Problem details
Please reply with one number only: how many lines in the entries below contain the string "module".

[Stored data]
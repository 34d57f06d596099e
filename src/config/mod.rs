//! Configuration module for Site-Corpus
//!
//! This module handles loading, parsing, and validating TOML configuration files.
//! Configuration is fixed at process start; any failure here aborts the process
//! before a single request is made.
//!
//! # Example
//!
//! ```no_run
//! use site_corpus::config::load_config;
//! use std::path::Path;
//!
//! let config = load_config(Path::new("crawl.toml")).unwrap();
//! println!("Crawler will store at most {} pages", config.crawler.max_pages);
//! ```

mod parser;
mod types;
mod validation;

// Re-export types
pub use types::{
    ChunkingConfig, Config, CrawlerConfig, EscalationConfig, OutputConfig, RemoteStoreConfig,
    UserAgentConfig,
};

// Re-export parser functions
pub use parser::{compute_config_hash, load_config, load_config_with_hash, parse_config};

Answer to this problem
2